About 800 soil ciliate species are known (Foissner 1998; Foissner et al. 2002). Evidence is accumulating that this is only half or less of the actual soil ciliate diversity: Foissner et al. (2002) described 128 new species from terrestrial habitats of Namibia, and Foissner et al. (2005) found 30 new species in soil from twelve natural forest stands of Austria, showing our ignorance of even the Central European soil ciliate diversity. This is emphasized by the present study which discovered three new species in two soil samples from the Hoge Veluwe National Park in The Netherlands. This is not very surprising because The Netherlands, Belgium and Denmark are terra incognita with respect to soil ciliates. Only Chardez (1967) and Brunberg Nielsen (1968) provided some data.

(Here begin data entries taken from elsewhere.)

use std::borrow::Borrow;
use std::fmt;

/// A map structure that stores data sorted by key as tuples in a [Vec], allowing for retrieval
/// using binary search. Iteration is in key order.
#[derive(Clone, PartialEq, Eq, Hash)]
pub(crate) struct BSMap<K, V>(Vec<(K, V)>);

impl<K, V> BSMap<K, V> {
    pub fn new() -> BSMap<K, V> {
        BSMap(Vec::new())
    }

    pub fn iter_mut(&mut self) -> impl Iterator<Item = &mut (K, V)> {
        self.0.iter_mut()
    }

    pub fn keys(&self) -> impl Iterator<Item = &K> {
        self.0.iter().map(|&(ref k, _)| k)
    }
}

impl<K: Ord, V> BSMap<K, V> {
    pub fn insert(&mut self, key: K, value: V) {
        match self.0.binary_search_by_key(&&key, |&(ref k, _)| k) {
            Ok(i) => self.0[i] = (key, value),
            Err(i) => self.0.insert(i, (key, value)),
        }
    }

    pub fn remove<Q: ?Sized>(&mut self, key: &Q) -> Option<V>
    where
        K: Borrow<Q>,
        Q: Ord,
    {
        self.0
            .binary_search_by_key(&key, |&(ref k, _)| k.borrow())
            .ok()
            .map(|i| self.0.remove(i).1)
    }
}

impl<K: fmt::Debug, V> fmt::Debug for BSMap<K, V> {
    fn fmt(&self, f: &mut fmt::Formatter) -> fmt::Result {
        f.debug_set().entries(self.keys()).finish()
    }
}

#[test]
fn sorted_insertion() {
    let mut map = BSMap::new();
    map.insert(3, "c");
    map.insert(1, "a");
    map.insert(2, "b");
    map.insert(2, "B");

    assert_eq!(map.keys().cloned().collect::<Vec<_>>(), vec![1, 2, 3]);

    assert_eq!(map.remove(&2), Some("B"));
    assert_eq!(map.remove(&2), None);

    for (_, v) in map.iter_mut() {
        *v = "x";
    }
    assert_eq!(format!("{:?}", map), "{1, 3}");
}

The material is from the Hoge Veluwe National Park in The Netherlands, that is, about 15 km NE of the town of Arnheim, E5°43′N52°4′. Samples were collected on 7.3.2004, air-dried, and investigated during May 2004. Sampling, sample processing, and taxonomic methods followed Foissner (1991) and Foissner et al. (2002). Briefly, the samples were processed with the non-flooded Petri dish method and species identified in vivo; identification of difficult taxa was checked in protargol preparations.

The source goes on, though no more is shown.